Carlson transplanted herself to New York in the middle of the nineteen-sixties and began to move away from this formula. At one early point, she sliced up her quasi-surrealistic representational paintings into canvas strips and wove them together, eventually covering them with encrustations of paint. These were dictated by the pattern formed by the understructure of the woven support. These patterns eventually took on their own identity and subsequent works done in this style are a noted contribution to the art-historical Pattern and Decoration movement.

Her investigation of how painting syntax can exaggerate other decorative conventions, a tongue-in-cheek comment on the painted mark, involving painted squiggles or repeated patterns, eventually led her to execute temporary installations of wallpaper-like murals. These developed into intensively decorative rooms made up of combinations of thick, gestural brushstrokes and ceramic objects that parodied the painterly flourish or with wood panels ordered and embellished as an environment of tile-like components. Later, realizing a number of public art commissions demanded a more complex investigation of building materials for public spaces through the auspices of the notably egalitarian Percent-for-Art Program.

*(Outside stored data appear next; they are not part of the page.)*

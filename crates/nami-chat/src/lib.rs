//! Conversational core for NamiBot.
//!
//! Decides, for each utterance, between name registration, a document
//! lookup, a canned small-talk reply, or a clarification prompt, and keeps
//! the per-conversation transcript.

pub mod engine;
pub mod error;
pub mod extractor;
pub mod intents;
pub mod picker;
pub mod response;
pub mod session;
pub mod types;

pub use engine::{EngineConfig, ResponseEngine, Route};
pub use error::ChatError;
pub use extractor::{QueryExtractor, SearchTerm, TermOrigin};
pub use intents::{Intent, IntentDef, IntentMatcher, IntentTable};
pub use picker::{FixedPicker, RandomPicker, ReplyPicker};
pub use response::{ReplyContext, ResponseGenerator};
pub use session::SessionState;
pub use types::{Role, SessionStats, TranscriptEntry};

Surveying Carlson’s roaming far afield in her curiosity as how to utilize pictorial syntax brings us to the new work, where she returns to the painted picture as a more knowing but ever playful grammarian. Rather than concentrate on the construction of individual canvases she makes them from multiples, like individual words in a sentence. One could see these newer works as a way to pose the painting as a notation using as a conceit the structure one used to diagram sentences, a tool most of us learned in grade school and just as quickly forgot about.

But where a sentence diagram is an extended horizontal line with branches like a verbal river, Carlson’s painting shapes that are painted with shapes collect themselves around an approximated rectangle where a center of interest might be without ever identifying it.

This would seem to be the very definition of a search for a more passionate syntax, by juxtaposing color, mark-making and illusionistic shading in areas outside of a conventional format. There is a wonderful book by the philosopher Stanley Fish, “How to Write a Sentence and How to Read One” where in addition to reproducing sentences from many great writers throughout history he shows how with the use of commas one can continue a thought in one sentence almost infinitely.

This is what I see going on most clearly in Cynthia Carlson’s new paintings, capacity for joyful improvisation unleashed from a lifetimes’s humorous but tough-minded examination of painting as a language-like thing. There is no sense of a lateness here or of a looking back, it is more like she is just getting started and the effect is a feeling of exhilaration.